We may not be enthused by the globalist scale of US militarism, but it's folly to believe it unnecessary...the only reason much of Western-aligned Europe is able to focus the majority of its energy and resources domestically is because the US is largely effecting their global interests as well, in so far as those interests align with our own. The question is not whether US militarism is necessary, those that believe it is not have been thankfully marginalized out of relevance, but whether it has devolved into a utility monster and the hammer on hand to fit all nails in need of a budget-haircut and the imposition of control it has long resisted.

winter is coming

(11,785 posts)
5. Has it occurred to them that if we stopped throwing our weight around militarily,
Sat Nov 9, 2013, 10:51 AM
Nov 2013

fewer people would be motivated to attack us?
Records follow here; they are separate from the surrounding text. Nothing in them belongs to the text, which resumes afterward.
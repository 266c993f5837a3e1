//! HTTP plumbing shared by the providers.

use std::time::Duration;

use crate::error::ProviderError;

pub(crate) fn build_client(timeout_secs: u64) -> Result<reqwest::Client, ProviderError> {
    reqwest::Client::builder()
        .timeout(Duration::from_secs(timeout_secs))
        .build()
        .map_err(|e| ProviderError::NetworkError(format!("failed to build HTTP client: {e}")))
}

pub(crate) fn send_error(e: reqwest::Error, timeout_secs: u64) -> ProviderError {
    if e.is_timeout() {
        ProviderError::Timeout(timeout_secs)
    } else {
        ProviderError::NetworkError(e.to_string())
    }
}

/// Map non-success statuses onto `ProviderError`.
pub(crate) async fn check_status(
    response: reqwest::Response,
    model: &str,
) -> Result<reqwest::Response, ProviderError> {
    let status = response.status().as_u16();
    if status == 429 {
        let retry_after = response
            .headers()
            .get("retry-after")
            .and_then(|v| v.to_str().ok())
            .and_then(|v| v.parse::<u64>().ok())
            .unwrap_or(5)
            * 1000;
        return Err(ProviderError::RateLimited {
            retry_after_ms: retry_after,
        });
    }
    if status == 401 || status == 403 {
        let body = response.text().await.unwrap_or_default();
        return Err(ProviderError::AuthenticationFailed(body));
    }
    if status == 404 {
        return Err(ProviderError::ModelNotFound(model.to_string()));
    }
    if status >= 400 {
        let body = response.text().await.unwrap_or_default();
        return Err(ProviderError::ApiError {
            status,
            message: body,
        });
    }
    Ok(response)
}

pub(crate) fn parse_error(e: reqwest::Error) -> ProviderError {
    ProviderError::InvalidResponse(format!("failed to parse response: {e}"))
}
//! gradewell-core: grading workflow, data model, and portal store.
//!
//! This crate defines the activity/submission model, the remote-first
//! grading workflow with its local fallback, and the slot-persisted portal
//! state that the CLI drives.

pub mod error;
pub mod grading;
pub mod model;
pub mod parser;
pub mod portal;
pub mod prompt;
pub mod schema;
pub mod seed;
pub mod store;
pub mod traits;

pub use error::{GradingError, PortalError, ProviderError, SchemaError};
pub use grading::{fallback_grade, Grader, GraderConfig};
pub use model::{Activity, AnswerSet, GradingResult, Question, Submission};
pub use portal::Portal;
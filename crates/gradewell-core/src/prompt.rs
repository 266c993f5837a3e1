//! Grading prompt and the response schema sent alongside it.

use std::fmt::Write;

use serde_json::json;

use crate::model::{AnswerSet, Question};

/// Shown to the model in place of an answer the student left blank.
pub const NO_ANSWER_PLACEHOLDER: &str = "(No answer provided)";

/// Knobs for the grading prompt.
#[derive(Debug, Clone)]
pub struct PromptOptions {
    /// School the grader speaks for.
    pub school_name: String,
    /// Language the feedback should be written in.
    pub feedback_language: String,
}

impl Default for PromptOptions {
    fn default() -> Self {
        Self {
            school_name: "English With Gab".to_string(),
            feedback_language: "Portuguese".to_string(),
        }
    }
}

/// Build the single natural-language grading request for one answer set.
///
/// Questions appear in activity order; the remote verdicts are matched back
/// to them by that same order.
pub fn build_grading_prompt(
    activity_title: &str,
    questions: &[Question],
    answers: &AnswerSet,
    options: &PromptOptions,
) -> String {
    let mut prompt = String::new();
    let _ = writeln!(
        prompt,
        "You are an expert English Teacher for \"{}\".",
        options.school_name
    );
    let _ = writeln!(
        prompt,
        "Please correct the following student responses for the activity \"{activity_title}\".",
    );
    prompt.push_str("\nQuestions and Student Answers:\n");

    for (index, question) in questions.iter().enumerate() {
        let answer = answers
            .get(&question.id)
            .filter(|a| !a.is_empty())
            .map(String::as_str)
            .unwrap_or(NO_ANSWER_PLACEHOLDER);
        let _ = writeln!(prompt, "\n{}. Question: {}", index + 1, question.prompt);
        if let Some(choices) = &question.options {
            let _ = writeln!(prompt, "   Options: {}", choices.join(" | "));
        }
        let _ = writeln!(prompt, "   Expected Answer: {}", question.correct_answer);
        let _ = writeln!(prompt, "   Student Answer: {answer}");
    }

    let _ = write!(
        prompt,
        "\nProvide:\n\
         1. A total score from 0 to 100.\n\
         2. A general feedback message in {lang} encouraging the student.\n\
         3. For each question, in the order given, indicate if it is correct and provide \
         a short explanation (feedback) in {lang}.\n",
        lang = options.feedback_language
    );
    prompt
}

/// JSON Schema for the structured grading response.
pub fn grading_response_schema() -> serde_json::Value {
    json!({
        "type": "object",
        "properties": {
            "score": { "type": "number" },
            "feedback": { "type": "string" },
            "detailedResults": {
                "type": "array",
                "items": {
                    "type": "object",
                    "properties": {
                        "questionId": { "type": "string" },
                        "isCorrect": { "type": "boolean" },
                        "feedback": { "type": "string" }
                    },
                    "required": ["questionId", "isCorrect", "feedback"],
                    "additionalProperties": false
                }
            }
        },
        "required": ["score", "feedback", "detailedResults"],
        "additionalProperties": false
    })
}
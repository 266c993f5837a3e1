//! The `gradewell publish` command.

use std::path::PathBuf;

use anyhow::{Context, Result};

use gradewell_core::parser::load_activities;

use crate::GlobalArgs;

pub fn execute(global: &GlobalArgs, activity_path: PathBuf) -> Result<()> {
    let config = global.load_config()?;
    let activities = load_activities(&activity_path)?;
    if activities.is_empty() {
        anyhow::bail!("no activities found in {}", activity_path.display());
    }

    let mut portal = global.open_portal(&config)?;
    for activity in activities {
        let id = activity.id.clone();
        let questions = activity.questions.len();
        portal
            .publish_activity(activity)
            .with_context(|| format!("cannot publish activity `{id}`"))?;
        println!("Published {id} ({questions} questions)");
    }

    Ok(())
}
//! The `gradewell validate` command.

use std::path::PathBuf;

use anyhow::Result;

use gradewell_core::parser::{load_activities, validate_activity};

pub fn execute(activity_path: PathBuf) -> Result<()> {
    let activities = load_activities(&activity_path)?;
    if activities.is_empty() {
        anyhow::bail!("no activities found in {}", activity_path.display());
    }

    let mut total_warnings = 0;

    for activity in &activities {
        println!(
            "Activity: {} ({} questions)",
            activity.title,
            activity.questions.len()
        );

        let warnings = validate_activity(activity);
        for w in &warnings {
            let prefix = w
                .question_id
                .as_ref()
                .map(|id| format!("  [{id}]"))
                .unwrap_or_else(|| "  ".to_string());
            println!("{prefix} WARNING: {}", w.message);
        }
        total_warnings += warnings.len();
    }

    if total_warnings == 0 {
        println!("All activities valid.");
    } else {
        println!("\n{total_warnings} warning(s) found.");
    }

    Ok(())
}
//! The `gradewell activities` command.

use anyhow::Result;
use comfy_table::{Cell, Table};

use crate::GlobalArgs;

pub fn execute(global: &GlobalArgs, student: Option<String>) -> Result<()> {
    let config = global.load_config()?;
    let portal = global.open_portal(&config)?;

    let activities = match &student {
        Some(id) => portal.activities_for(id),
        None => portal.activities().iter().collect(),
    };

    if activities.is_empty() {
        println!("No activities published.");
        return Ok(());
    }

    let mut table = Table::new();
    table.set_header(vec!["Id", "Title", "Kind", "Questions", "Status"]);
    for activity in activities {
        let status = match &student {
            Some(id) if portal.pending_activities(id).iter().any(|a| a.id == activity.id) => {
                "pending".to_string()
            }
            Some(_) => "submitted".to_string(),
            None => format!("{} assigned", activity.assigned_to.len()),
        };
        table.add_row(vec![
            Cell::new(&activity.id),
            Cell::new(&activity.title),
            Cell::new(activity.kind),
            Cell::new(activity.questions.len()),
            Cell::new(status),
        ]);
    }
    println!("{table}");

    if let Some(id) = &student {
        let summary = portal.student_summary(id);
        let average = summary
            .average_score
            .map(|s| s.to_string())
            .unwrap_or_else(|| "-".to_string());
        println!(
            "{} submitted, {} pending, average score {average}",
            summary.submitted, summary.pending
        );
    }

    Ok(())
}
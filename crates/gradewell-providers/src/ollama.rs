//! Ollama (local LLM) provider implementation.

use std::time::Instant;

use async_trait::async_trait;
use serde::{Deserialize, Serialize};
use serde_json::Value;
use tracing::instrument;

use gradewell_core::traits::{
    GenerateRequest, GenerateResponse, LlmProvider, ModelInfo, TokenUsage,
};

use crate::error::ProviderError;
use crate::http::{build_client, check_status, parse_error, send_error};

const DEFAULT_BASE_URL: &str = "http://localhost:11434";
const DEFAULT_TIMEOUT_SECS: u64 = 300; // local models are slower

/// Ollama local LLM provider.
pub struct OllamaProvider {
    base_url: String,
    timeout_secs: u64,
    client: reqwest::Client,
}

impl OllamaProvider {
    pub fn new(base_url: &str) -> anyhow::Result<Self> {
        let base = if base_url.is_empty() {
            DEFAULT_BASE_URL
        } else {
            base_url
        };

        Ok(Self {
            base_url: base.trim_end_matches('/').to_string(),
            timeout_secs: DEFAULT_TIMEOUT_SECS,
            client: build_client(DEFAULT_TIMEOUT_SECS)?,
        })
    }

    pub fn with_timeout(mut self, timeout_secs: u64) -> anyhow::Result<Self> {
        self.client = build_client(timeout_secs)?;
        self.timeout_secs = timeout_secs;
        Ok(self)
    }

    fn unreachable(&self) -> ProviderError {
        ProviderError::NetworkError(format!(
            "Ollama not reachable at {}. Is it running? Start with: ollama serve",
            self.base_url
        ))
    }

    /// Fetch the models installed on the Ollama instance.
    pub async fn list_models_async(&self) -> anyhow::Result<Vec<ModelInfo>> {
        let response = self
            .client
            .get(format!("{}/api/tags", self.base_url))
            .send()
            .await
            .map_err(|_| self.unreachable())?;

        let response = check_status(response, "").await?;
        let tags: OllamaTagsResponse = response.json().await.map_err(parse_error)?;

        Ok(tags
            .models
            .into_iter()
            .map(|m| ModelInfo {
                id: m.name.clone(),
                name: m.name,
                provider: "ollama".into(),
                max_context: 0,
            })
            .collect())
    }
}

#[derive(Serialize)]
struct OllamaRequest {
    model: String,
    messages: Vec<OllamaMessage>,
    stream: bool,
    #[serde(skip_serializing_if = "Option::is_none")]
    format: Option<Value>,
    options: OllamaOptions,
}

#[derive(Serialize)]
struct OllamaMessage {
    role: String,
    content: String,
}

#[derive(Serialize)]
struct OllamaOptions {
    temperature: f64,
    num_predict: u32,
}

#[derive(Deserialize)]
struct OllamaResponse {
    message: OllamaResponseMessage,
    model: String,
    #[serde(default)]
    prompt_eval_count: Option<u32>,
    #[serde(default)]
    eval_count: Option<u32>,
}

#[derive(Deserialize)]
struct OllamaResponseMessage {
    content: String,
}

#[derive(Deserialize)]
struct OllamaTagsResponse {
    models: Vec<OllamaModelEntry>,
}

#[derive(Deserialize)]
struct OllamaModelEntry {
    name: String,
}

#[async_trait]
impl LlmProvider for OllamaProvider {
    fn name(&self) -> &str {
        "ollama"
    }

    #[instrument(skip(self, request), fields(model = %request.model))]
    async fn generate(&self, request: &GenerateRequest) -> anyhow::Result<GenerateResponse> {
        let start = Instant::now();

        let mut messages = Vec::with_capacity(2);
        if let Some(system) = &request.system_prompt {
            messages.push(OllamaMessage {
                role: "system".to_string(),
                content: system.clone(),
            });
        }
        messages.push(OllamaMessage {
            role: "user".to_string(),
            content: request.prompt.clone(),
        });

        let body = OllamaRequest {
            model: request.model.clone(),
            messages,
            stream: false,
            format: request.response_schema.clone(),
            options: OllamaOptions {
                temperature: request.temperature,
                num_predict: request.max_tokens,
            },
        };

        let response = self
            .client
            .post(format!("{}/api/chat", self.base_url))
            .json(&body)
            .send()
            .await
            .map_err(|e| {
                if e.is_connect() {
                    self.unreachable()
                } else {
                    send_error(e, self.timeout_secs)
                }
            })?;

        let response = check_status(response, &request.model)
            .await
            .map_err(|e| match e {
                ProviderError::ModelNotFound(model) => ProviderError::ModelNotFound(format!(
                    "'{model}' is not installed locally. Pull it with: ollama pull {model}"
                )),
                other => other,
            })?;

        let api_response: OllamaResponse = response.json().await.map_err(parse_error)?;

        let latency_ms = start.elapsed().as_millis() as u64;
        let prompt_tokens = api_response.prompt_eval_count.unwrap_or(0);
        let completion_tokens = api_response.eval_count.unwrap_or(0);

        Ok(GenerateResponse {
            content: api_response.message.content,
            model: api_response.model,
            token_usage: TokenUsage {
                prompt_tokens,
                completion_tokens,
                total_tokens: prompt_tokens + completion_tokens,
            },
            latency_ms,
        })
    }

    fn available_models(&self) -> Vec<ModelInfo> {
        // Installed models are only known at runtime; see `list_models_async`.
        vec![]
    }
}

#[cfg(test)]
mod tests {
    use super::*;
    use gradewell_core::prompt::grading_response_schema;
    use wiremock::matchers::{body_partial_json, method, path};
    use wiremock::{Mock, MockServer, ResponseTemplate};

    fn request(model: &str) -> GenerateRequest {
        GenerateRequest {
            model: model.into(),
            prompt: "Grade this".into(),
            system_prompt: None,
            response_schema: Some(grading_response_schema()),
            max_tokens: 1024,
            temperature: 0.0,
        }
    }

    #[tokio::test]
    async fn successful_generation() {
        let server = MockServer::start().await;

        let response_body = serde_json::json!({
            "message": {"role": "assistant", "content": "{\"score\": 100}"},
            "model": "llama3.1:8b",
            "prompt_eval_count": 30,
            "eval_count": 15
        });

        Mock::given(method("POST"))
            .and(path("/api/chat"))
            .and(body_partial_json(serde_json::json!({
                "stream": false,
                "format": {"type": "object"}
            })))
            .respond_with(ResponseTemplate::new(200).set_body_json(&response_body))
            .mount(&server)
            .await;

        let provider = OllamaProvider::new(&server.uri()).unwrap();
        let response = provider.generate(&request("llama3.1:8b")).await.unwrap();
        assert_eq!(response.content, "{\"score\": 100}");
        assert_eq!(response.token_usage.prompt_tokens, 30);
        assert_eq!(response.token_usage.total_tokens, 45);
    }

    #[tokio::test]
    async fn model_not_found() {
        let server = MockServer::start().await;

        Mock::given(method("POST"))
            .and(path("/api/chat"))
            .respond_with(ResponseTemplate::new(404).set_body_string("model not found"))
            .mount(&server)
            .await;

        let provider = OllamaProvider::new(&server.uri()).unwrap();
        let err = provider.generate(&request("nonexistent")).await.unwrap_err();
        assert!(err.to_string().contains("ollama pull nonexistent"));
    }

    #[tokio::test]
    async fn dynamic_model_listing() {
        let server = MockServer::start().await;

        let response_body = serde_json::json!({
            "models": [
                {"name": "llama3.1:8b", "size": 4_700_000_000_u64},
                {"name": "qwen2.5:7b", "size": 4_400_000_000_u64}
            ]
        });

        Mock::given(method("GET"))
            .and(path("/api/tags"))
            .respond_with(ResponseTemplate::new(200).set_body_json(&response_body))
            .mount(&server)
            .await;

        let provider = OllamaProvider::new(&server.uri()).unwrap();
        let models = provider.list_models_async().await.unwrap();
        assert_eq!(models.len(), 2);
        assert_eq!(models[0].id, "llama3.1:8b");
    }
}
We have way more military than we "need", and end up using it to justify having it... and also to justify buying more more more from defense contractors.

99Forever

(14,524 posts)
6. Yes.
Sat Nov 9, 2013, 10:56 AM
Nov 2013

Drastically. And it would IMPROVE security when the sane people on this planet begin to NOT see us an empirical bully throwing our weight around.

LuvNewcastle

(16,844 posts)
7. Cut off the MIC welfare queens. Let's take half of the DoD's budget
Sat Nov 9, 2013, 11:10 AM
Nov 2013

and put people to work fixing bridges and roads, update electric and communications lines, and save Social Security and Medicare. We could make America better and Americans happier. Maybe we could start spreading money around more instead of funneling all of it to the wealthy.